われら日本国国民は、神仏の心を心とし、日本と地球すべての平和と発展・繁栄を目指し、神の子、仏の子としての本質を人間の尊厳の根拠と定め、ここに新・日本国憲法を制定する。

講義ではこのように述べられている。

「神仏の心を心とし」とありますが、はっきり言えば、「宗教国家としての立国を目指す」ということを示しているのです。

 つまり、「宗教国家としての基盤を持つ国になりたい」ということを言っており、「マルクス・レーニン主義的な唯物論を国是として立つ国ではない」ということを、ここで明らかにしているわけです。

信教の自由については第二条で規定されるが、宗教の範囲内では信教の自由が述べられているものの、「無信仰」や「唯物論」は排除されるようである。「唯物論の国にはしない」とも講義で明言されている。

私自身は唯識思想が好きな人間であるが、一方で、「マルクス・レーニン主義的な唯物論」や日本共産党の「科学的社会主義」も一つの「信条」であると考えている。無神論、唯物論も認める(つまり、信仰しないことも受け入れる)のが「信仰の自由」であろうと考える。

一方で、「唯物論の国にはしない」というのだが、では「宗教立国」といったときに、どういう信仰に基づいた国になるのかが明確ではない。いや、むしろ「太陽の法にのっとって」なら明確なのだが、信教の自由はあるという。では、スンニ派でもシーア派でもカタリ派でもピューリタンでも英国国教会でも正教会でもカトリックでもモルモン教でもセブンスデー・アドベンチストでもサイエントロジーでも吉田神道でも度会神道でも山王一実神道でも密教立川流でも日蓮宗でも富士講でもブードゥー教でもいいのだかどうだかわからないが、こう挙げてみただけでもわかるとおり、「信仰心がある」というだけでは国の方針が何も立たないのである。偶像崇拝厳禁のタリバーン政権なら、日本中の仏像・神像が消滅するだろうし、それこそが正しい教えにのっとった正しい行いを政治としてやることなのである(タリバーンのバーミヤン仏像破壊は、他宗教や民主主義や文化財保護の観点からは暴虐だが、偶像崇拝を禁止するクルアーン(コーラン)に照らせば極めて正しい)。

その後の解説は、悪くないことを言っている。

「日本のみならず、地球すべての平和と発展・繁栄を目指す」ということで、国際社会における日本国民の責務について、前文で自覚させているのです。
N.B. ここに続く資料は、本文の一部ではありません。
//! Control protocol for managing a running missive instance
//!
//! A Unix domain socket carries length-prefixed bincode frames:
//! - Queue administration (pause, resume, retries, cancellation, health)
//! - Campaign lifecycle (create, start, schedule, stop, cancel)
//! - Digest runs
//! - Liveness and status

pub mod auth;
pub mod client;
pub mod error;
pub mod frame;
pub mod protocol;
pub mod server;

pub use auth::ControlAuthConfig;
pub use client::ControlClient;
pub use error::{ControlError, Result};
pub use protocol::{
    CampaignCommand, DigestCommand, PROTOCOL_VERSION, QueueCommand, Request, RequestCommand,
    Response, ResponseData, ResponsePayload, SystemCommand,
};
pub use server::{CommandHandler, ControlConfig, ControlServer};

/// Default path for the control socket
pub const DEFAULT_CONTROL_SOCKET: &str = "/tmp/missive.sock";
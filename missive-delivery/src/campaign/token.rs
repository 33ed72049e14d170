//! Campaign process tokens.
//!
//! A token is the capability a chain of batch ticks carries. Restarting or
//! stopping a campaign replaces or clears it, which silently invalidates any
//! tick still in flight.

/// 32 random bytes, hex encoded.
#[must_use]
pub fn generate() -> String {
    hex::encode(rand::random::<[u8; 32]>())
}

/// Compare without short-circuiting on the first differing byte.
#[must_use]
pub fn matches(expected: &str, presented: &str) -> bool {
    let (a, b) = (expected.as_bytes(), presented.as_bytes());
    if a.len() != b.len() {
        return false;
    }

    a.iter().zip(b).fold(0u8, |diff, (x, y)| diff | (x ^ y)) == 0
}
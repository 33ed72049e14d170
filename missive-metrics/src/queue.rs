//! Queue and dispatch metrics
//!
//! - Jobs enqueued by template
//! - Send outcomes (sent, retried, dead-lettered, cancelled)
//! - Dispatch tick durations
//! - Queue size by status, fed from periodic health snapshots

use std::sync::{
    Arc,
    atomic::{AtomicU64, Ordering},
};

use opentelemetry::{
    KeyValue,
    metrics::{Counter, Histogram, Meter},
};

const STATUSES: [&str; 5] = ["pending", "processing", "failed", "stuck", "dead_letter"];

#[derive(Debug)]
pub struct QueueMetrics {
    enqueued_total: Counter<u64>,
    sent_total: Counter<u64>,
    retried_total: Counter<u64>,
    dead_lettered_total: Counter<u64>,
    cancelled_total: Counter<u64>,
    tick_duration_seconds: Histogram<f64>,
    tick_sent: Histogram<u64>,

    // Shared with the observable gauge callback, indexed like `STATUSES`
    queue_sizes: Arc<[AtomicU64; 5]>,
}

impl QueueMetrics {
    #[must_use]
    pub fn new() -> Self {
        let meter = meter();

        let queue_sizes: Arc<[AtomicU64; 5]> = Arc::new(Default::default());
        let observed = queue_sizes.clone();

        meter
            .u64_observable_gauge("missive.queue.size")
            .with_description("Current queue size by status")
            .with_callback(move |observer| {
                for (status, size) in STATUSES.iter().zip(observed.iter()) {
                    observer.observe(
                        size.load(Ordering::Relaxed),
                        &[KeyValue::new("status", *status)],
                    );
                }
            })
            .build();

        Self {
            enqueued_total: meter
                .u64_counter("missive.queue.enqueued.total")
                .with_description("Total number of jobs enqueued by template")
                .build(),
            sent_total: meter
                .u64_counter("missive.delivery.sent.total")
                .with_description("Total number of messages accepted by the transport")
                .build(),
            retried_total: meter
                .u64_counter("missive.delivery.retried.total")
                .with_description("Total number of failed attempts rescheduled")
                .build(),
            dead_lettered_total: meter
                .u64_counter("missive.delivery.dead_lettered.total")
                .with_description("Total number of jobs moved to the dead-letter table")
                .build(),
            cancelled_total: meter
                .u64_counter("missive.delivery.cancelled.total")
                .with_description("Total number of jobs cancelled by reason")
                .build(),
            tick_duration_seconds: meter
                .f64_histogram("missive.dispatch.tick.duration.seconds")
                .with_description("Distribution of dispatch tick durations")
                .build(),
            tick_sent: meter
                .u64_histogram("missive.dispatch.tick.sent")
                .with_description("Messages sent per dispatch tick")
                .build(),
            queue_sizes,
        }
    }

    pub fn record_enqueued(&self, template: &str) {
        self.enqueued_total
            .add(1, &[KeyValue::new("template", template.to_string())]);
    }

    pub fn record_sent(&self, template: &str) {
        self.sent_total
            .add(1, &[KeyValue::new("template", template.to_string())]);
    }

    pub fn record_retry(&self, attempts: u32) {
        self.retried_total
            .add(1, &[KeyValue::new("attempt", i64::from(attempts))]);
    }

    pub fn record_dead_lettered(&self) {
        self.dead_lettered_total.add(1, &[]);
    }

    pub fn record_cancelled(&self, reason: &str) {
        self.cancelled_total
            .add(1, &[KeyValue::new("reason", reason.to_string())]);
    }

    pub fn record_tick(&self, duration_secs: f64, sent: u64) {
        self.tick_duration_seconds.record(duration_secs, &[]);
        self.tick_sent.record(sent, &[]);
    }

    /// Set the absolute size for one of `pending`, `processing`, `failed`,
    /// `stuck` or `dead_letter`. Unknown statuses are ignored.
    pub fn set_queue_size(&self, status: &str, size: u64) {
        if let Some(index) = STATUSES.iter().position(|s| *s == status) {
            self.queue_sizes[index].store(size, Ordering::Relaxed);
        }
    }

    #[must_use]
    pub fn queue_size(&self, status: &str) -> u64 {
        STATUSES
            .iter()
            .position(|s| *s == status)
            .map_or(0, |index| self.queue_sizes[index].load(Ordering::Relaxed))
    }
}

impl Default for QueueMetrics {
    fn default() -> Self {
        Self::new()
    }
}

fn meter() -> Meter {
    opentelemetry::global::meter("missive.queue")
}
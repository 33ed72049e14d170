use missive_common::{QueueItemId, RecipientId, TemplateKind};

/// Notification fired by the send pipeline after every outcome.
#[derive(Debug, Clone, PartialEq, Eq)]
pub enum DeliveryEvent {
    Sent {
        item_id: QueueItemId,
        recipient_id: RecipientId,
        template_kind: TemplateKind,
    },
    Failed {
        item_id: QueueItemId,
        recipient_id: RecipientId,
        error: String,
        dead_lettered: bool,
    },
    Cancelled {
        item_id: QueueItemId,
        reason: String,
    },
}

impl DeliveryEvent {
    #[must_use]
    pub const fn item_id(&self) -> QueueItemId {
        match self {
            Self::Sent { item_id, .. }
            | Self::Failed { item_id, .. }
            | Self::Cancelled { item_id, .. } => *item_id,
        }
    }
}
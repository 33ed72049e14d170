//! Open and click tracking metrics

use opentelemetry::{KeyValue, metrics::Counter};

#[derive(Debug)]
pub struct TrackingMetrics {
    events_total: Counter<u64>,
}

impl TrackingMetrics {
    #[must_use]
    pub fn new() -> Self {
        let meter = opentelemetry::global::meter("missive.tracking");

        Self {
            events_total: meter
                .u64_counter("missive.tracking.events.total")
                .with_description("Tracking hits by kind and whether they were first, repeat or unknown")
                .build(),
        }
    }

    /// `kind` is `open` or `click`; `outcome` is `first`, `repeat` or `unknown`.
    pub fn record(&self, kind: &'static str, outcome: &'static str) {
        self.events_total.add(
            1,
            &[KeyValue::new("kind", kind), KeyValue::new("outcome", outcome)],
        );
    }
}

impl Default for TrackingMetrics {
    fn default() -> Self {
        Self::new()
    }
}
//! Audit logging for queue item lifecycle events
//!
//! Structured events for compliance and operator forensics. Recipient
//! addresses can be redacted through [`AuditConfig`].
//!
//! ## Audit Events
//!
//! - `EmailEnqueued`: a job entered the queue
//! - `SendAttempt`: the send pipeline is handing a job to the transport
//! - `SendSuccess`: the transport accepted the message
//! - `SendFailure`: an attempt failed and the job was rescheduled
//! - `DeadLettered`: attempts were exhausted and the job left the queue

use std::sync::Arc;

use serde::{Deserialize, Serialize};

/// Audit logging configuration
#[derive(Debug, Clone, Serialize, Deserialize)]
pub struct AuditConfig {
    /// Enable audit logging for queue lifecycle events
    #[serde(default = "default_true")]
    pub enabled: bool,

    /// Redact recipient email addresses from audit logs
    #[serde(default)]
    pub redact_recipients: bool,
}

impl Default for AuditConfig {
    fn default() -> Self {
        Self {
            enabled: true,
            redact_recipients: false,
        }
    }
}

const fn default_true() -> bool {
    true
}

static AUDIT_CONFIG: std::sync::OnceLock<Arc<AuditConfig>> = std::sync::OnceLock::new();

/// Initialize audit logging with configuration
pub fn init(config: AuditConfig) {
    AUDIT_CONFIG.get_or_init(|| Arc::new(config));
}

#[must_use]
pub fn config() -> Arc<AuditConfig> {
    AUDIT_CONFIG
        .get()
        .cloned()
        .unwrap_or_else(|| Arc::new(AuditConfig::default()))
}

/// Redact email address if redaction is enabled
#[must_use]
pub fn redact_email(email: &str, redact: bool) -> String {
    if redact {
        // Keep domain but redact local part
        if let Some((_, domain)) = email.split_once('@') {
            format!("[REDACTED]@{domain}")
        } else {
            "[REDACTED]".to_string()
        }
    } else {
        email.to_string()
    }
}

pub fn log_enqueued(item_id: &str, recipient_id: u64, template: &str, priority: u8) {
    if !config().enabled {
        return;
    }

    tracing::event!(
        tracing::Level::INFO,
        event = "EmailEnqueued",
        item_id = %item_id,
        recipient_id = recipient_id,
        template = %template,
        priority = priority,
        "Audit: Email enqueued"
    );
}

/// Logged once the pipeline has resolved an address and is calling the transport.
pub fn log_send_attempt(item_id: &str, address: &str, attempt: u32) {
    let config = config();
    if !config.enabled {
        return;
    }

    tracing::event!(
        tracing::Level::INFO,
        event = "SendAttempt",
        item_id = %item_id,
        address = %redact_email(address, config.redact_recipients),
        send_attempt = attempt,
        "Audit: Send attempt"
    );
}

pub fn log_send_success(item_id: &str, address: &str, duration_ms: u128) {
    let config = config();
    if !config.enabled {
        return;
    }

    tracing::event!(
        tracing::Level::INFO,
        event = "SendSuccess",
        item_id = %item_id,
        address = %redact_email(address, config.redact_recipients),
        duration_ms = duration_ms,
        "Audit: Send successful"
    );
}

pub fn log_send_failure(item_id: &str, error: &str, attempts: u32, retry_at: &str) {
    if !config().enabled {
        return;
    }

    tracing::event!(
        tracing::Level::WARN,
        event = "SendFailure",
        item_id = %item_id,
        error = %error,
        attempts = attempts,
        retry_at = %retry_at,
        "Audit: Send failed, rescheduled"
    );
}

pub fn log_dead_lettered(item_id: &str, recipient_id: u64, error: &str, attempts: u32) {
    if !config().enabled {
        return;
    }

    tracing::event!(
        tracing::Level::WARN,
        event = "DeadLettered",
        item_id = %item_id,
        recipient_id = recipient_id,
        error = %error,
        attempts = attempts,
        "Audit: Email dead-lettered"
    );
}
#![allow(clippy::expect_used, clippy::unwrap_used)]

use std::sync::Arc;

use missive::control_handler::MissiveControlHandler;
use missive_common::{
    Cadence, Clock, ManualClock, QueueStatus, RecipientId, RecipientStatus, Signal, TemplateKind,
};
use missive_control::{
    CampaignCommand, CommandHandler, ControlClient, ControlServer, QueueCommand, Request,
    RequestCommand, Response, ResponseData, ResponsePayload, SystemCommand,
    protocol::{CampaignVariant, EnqueueSpec, FlagName, unix_seconds},
};
use missive_delivery::{
    Collaborators, DispatchProcessor,
    directory::{MemoryContentSource, MemoryRecipientDirectory},
    recipient::Recipient,
    transport::MemoryTransport,
};
use missive_store::MemoryBackingStore;
use pretty_assertions::assert_eq;
use tokio::sync::broadcast;

struct Harness {
    handler: MissiveControlHandler,
    transport: Arc<MemoryTransport>,
    clock: ManualClock,
}

fn reader(id: u64) -> Recipient {
    Recipient {
        id: RecipientId(id),
        email: Some(format!("reader{id}@example.com")),
        secondary_email: None,
        display_name: Some(format!("Reader {id}")),
        status: RecipientStatus::Active,
        verified: true,
        frequency: Some(Cadence::Weekly),
        digest_opt_in: true,
        newsletter_opt_in: true,
        consent_confirmed: true,
    }
}

fn harness() -> Harness {
    let transport = Arc::new(MemoryTransport::new());
    let clock = ManualClock::starting_now();

    let mut processor = DispatchProcessor::default();
    processor
        .init(Collaborators {
            store: Arc::new(MemoryBackingStore::new()),
            recipients: Arc::new(MemoryRecipientDirectory::with_recipients([
                reader(1),
                reader(2),
                reader(3),
            ])),
            content: Arc::new(MemoryContentSource::new()),
            transport: transport.clone(),
            clock: Arc::new(clock.clone()),
        })
        .unwrap();

    Harness {
        handler: MissiveControlHandler::new(Arc::new(processor), false),
        transport,
        clock,
    }
}

async fn call(harness: &Harness, command: RequestCommand) -> Response {
    harness
        .handler
        .handle_request(Request::new(command))
        .await
        .unwrap()
}

fn data(response: Response) -> ResponseData {
    match response.payload {
        ResponsePayload::Data(data) => *data,
        other => panic!("expected data, got {other:?}"),
    }
}

fn enqueue(recipient: u64) -> RequestCommand {
    RequestCommand::Queue(QueueCommand::Enqueue(EnqueueSpec {
        recipient_id: RecipientId(recipient),
        template_kind: TemplateKind::AutomatedNotice,
        subject: "Account notice".to_string(),
        body: "<html><body><p>Hello</p></body></html>".to_string(),
        priority: None,
        scheduled_at: None,
    }))
}

#[tokio::test]
async fn enqueue_then_process_now_sends() {
    let h = harness();

    let ResponseData::Enqueued(id) = data(call(&h, enqueue(1)).await) else {
        panic!("expected an enqueued id");
    };

    let ResponseData::Tick(tick) = data(
        call(&h, RequestCommand::Queue(QueueCommand::ProcessNow)).await,
    ) else {
        panic!("expected a tick summary");
    };
    assert_eq!(tick.sent, 1);
    assert_eq!(h.transport.sent_count(), 1);

    let ResponseData::QueueList(items) = data(
        call(
            &h,
            RequestCommand::Queue(QueueCommand::List {
                status: Some(QueueStatus::Sent),
                recipient: None,
                campaign: None,
                limit: None,
            }),
        )
        .await,
    ) else {
        panic!("expected a queue listing");
    };
    assert_eq!(items.len(), 1);
    assert_eq!(items[0].id, id);
    assert_eq!(items[0].attempts, 1);
}

#[tokio::test]
async fn pause_is_reported_by_health_and_blocks_ticks() {
    let h = harness();
    call(&h, enqueue(2)).await;

    assert!(
        call(&h, RequestCommand::Queue(QueueCommand::Pause))
            .await
            .is_success()
    );

    let ResponseData::QueueHealth(health) =
        data(call(&h, RequestCommand::Queue(QueueCommand::Health)).await)
    else {
        panic!("expected health");
    };
    assert!(health.paused);
    assert_eq!(health.pending, 1);

    let ResponseData::Tick(tick) = data(
        call(&h, RequestCommand::Queue(QueueCommand::ProcessNow)).await,
    ) else {
        panic!("expected a tick summary");
    };
    assert!(tick.paused);
    assert_eq!(h.transport.sent_count(), 0);

    call(&h, RequestCommand::Queue(QueueCommand::Resume)).await;
    call(&h, RequestCommand::Queue(QueueCommand::ProcessNow)).await;
    assert_eq!(h.transport.sent_count(), 1);
}

#[tokio::test]
async fn cancelling_twice_is_an_error() {
    let h = harness();
    let ResponseData::Enqueued(id) = data(call(&h, enqueue(3)).await) else {
        panic!("expected an enqueued id");
    };

    let first = call(&h, RequestCommand::Queue(QueueCommand::Cancel { id })).await;
    assert!(first.is_success());

    let second = h
        .handler
        .handle_request(Request::new(RequestCommand::Queue(QueueCommand::Cancel {
            id,
        })))
        .await;
    assert!(second.is_err());
}

#[tokio::test]
async fn future_enqueue_waits_for_its_time() {
    let h = harness();
    let at = h.clock.now() + chrono::Duration::minutes(10);

    let RequestCommand::Queue(QueueCommand::Enqueue(mut spec)) = enqueue(1) else {
        unreachable!();
    };
    spec.scheduled_at = Some(unix_seconds(at));
    call(&h, RequestCommand::Queue(QueueCommand::Enqueue(spec))).await;

    call(&h, RequestCommand::Queue(QueueCommand::ProcessNow)).await;
    assert_eq!(h.transport.sent_count(), 0);

    h.clock.advance(chrono::Duration::minutes(11));
    call(&h, RequestCommand::Queue(QueueCommand::ProcessNow)).await;
    assert_eq!(h.transport.sent_count(), 1);
}

#[tokio::test]
async fn set_flag_returns_the_new_state() {
    let h = harness();

    let ResponseData::Flags(flags) = data(
        call(
            &h,
            RequestCommand::Queue(QueueCommand::SetFlag {
                flag: FlagName::DemoMode,
                value: true,
            }),
        )
        .await,
    ) else {
        panic!("expected flags");
    };
    assert!(flags.demo_mode);
    assert!(flags.sending_enabled);
    assert!(!flags.paused);
}

#[tokio::test]
async fn campaign_lifecycle() {
    let h = harness();

    let ResponseData::CampaignCreated(id) = data(
        call(
            &h,
            RequestCommand::Campaign(CampaignCommand::Create {
                name: "Spring".to_string(),
                variant_a: CampaignVariant {
                    subject: "Spring letters".to_string(),
                    body: "<p>Hello {{name}}</p>".to_string(),
                },
                variant_b: None,
                priority: None,
            }),
        )
        .await,
    ) else {
        panic!("expected a campaign id");
    };

    let started = call(
        &h,
        RequestCommand::Campaign(CampaignCommand::Start { id, resume: false }),
    )
    .await;
    assert!(started.is_success());

    let ResponseData::Campaigns(campaigns) =
        data(call(&h, RequestCommand::Campaign(CampaignCommand::List)).await)
    else {
        panic!("expected campaigns");
    };
    assert_eq!(campaigns.len(), 1);
    assert_eq!(campaigns[0].id, id);
    assert_eq!(campaigns[0].name, "Spring");
    assert!(!campaigns[0].has_variant_b);

    let ResponseData::Affected(cancelled) = data(
        call(&h, RequestCommand::Campaign(CampaignCommand::Cancel { id })).await,
    ) else {
        panic!("expected a count");
    };
    assert_eq!(cancelled, campaigns[0].queued_count);
}

#[tokio::test]
async fn status_reports_version_and_queue() {
    let h = harness();
    call(&h, enqueue(1)).await;

    let ResponseData::SystemStatus(status) =
        data(call(&h, RequestCommand::System(SystemCommand::Status)).await)
    else {
        panic!("expected status");
    };
    assert_eq!(status.version, env!("CARGO_PKG_VERSION"));
    assert_eq!(status.queue_size, 1);
    assert!(!status.tracking_enabled);
}

#[tokio::test]
async fn handler_over_the_socket() {
    let dir = tempfile::tempdir().unwrap();
    let socket = dir.path().join("missive.sock");
    let socket = socket.to_str().unwrap().to_string();

    let h = harness();
    let server = ControlServer::new(socket.clone(), Arc::new(h.handler));
    let (tx, rx) = broadcast::channel(4);
    let task = tokio::spawn(async move { server.serve(rx).await });

    let client = ControlClient::new(socket.clone());
    let mut attempts = 0;
    while client
        .send(RequestCommand::System(SystemCommand::Ping))
        .await
        .is_err()
    {
        attempts += 1;
        assert!(attempts < 50, "server never came up");
        tokio::time::sleep(std::time::Duration::from_millis(20)).await;
    }

    let response = client.send(enqueue(2)).await.unwrap();
    assert!(matches!(
        response.payload,
        ResponsePayload::Data(ref data) if matches!(**data, ResponseData::Enqueued(_))
    ));

    tx.send(Signal::Shutdown).unwrap();
    task.await.unwrap().unwrap();
    assert!(!std::path::Path::new(&socket).exists());
}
「一国平和主義、一国繁栄主義だけでは駄目だ」ということです。

 この部分だけ取り上げれば、まさにその通りだと思う――韓国・朝鮮・中国に対するあの幸福の科学の激しい敵対心を目の当たりにさえしていなければ。

その次がひどい。

さらに、「神の子、仏の子としての本質を人間の尊厳の根拠と定め」と書いてあります。

日本神道やキリスト教では「神の子」でしょうし、仏教では「仏の子」ということになりますが、いずれにせよ、人間は、そうした至高の存在から分かれてきた存在であり、「分け御魂」なのです。これが「人間の尊厳」の根拠です。

そもそも、日本神道でいう「神の子(子孫)」というのと、キリスト教でいう「神の子」はまったく違う。

キリスト教では限定的にはイエス・キリスト一人のみを神の子とし、神とその長子イエスの関係により、キリスト教徒も神の子と呼ばれる。一方、日本神道では、アマテラスの孫が天孫降臨して天皇家の祖先となり、また高天原の神々や国津神の子孫が今の日本人だという「神話からの系譜」を指しているわけであって、概念はまったく異なる。

そして、「仏の子」という概念は、本来の仏教には絶対にあり得ない。いや、ゴータマ・ブッダの子にラーフラという息子はいるが、仏教というのはそういう主従関係を説くものではない。わたしたちすべての中に、ブッダとしての本性(仏性)がそなわっており、そのブッダの本性と一体化すること、言い換えればわたしたちすべてがブッダに「なる」ことが目的である。「仏の子」ではなく「仏」なのだ。仏性、如来蔵といった言葉はそれを表わしている。ヴェーダの「梵我一如」も、宇宙の至高原理ブラフマンと我アートマンが同一だという悟りを意味している(わからない人は諸星大二郎『暗黒神話』『孔子暗黒伝』参照のこと)。

ついでなのでもう一つ補記しておくと、宗教の中には、この世界は汚れた偽りの世であるから、この世界での幸福になど意味がないと考えるものもある。浄土教の厭離穢土しかり、「♪I am GOD'S CHILD この腐敗した世界に堕とされた♪」とまさに「神の子」という言葉を使って歌った鬼束ちひろしかりである。

としてみると、再誕した仏陀であるエル・カンターレ大川隆法氏がキリスト教・日本神道・イスラム教を例に挙げた後(そして仏教について触れることなく)以下のように述べるのは、あまりにもおおざっぱすぎると言わざるを得ない。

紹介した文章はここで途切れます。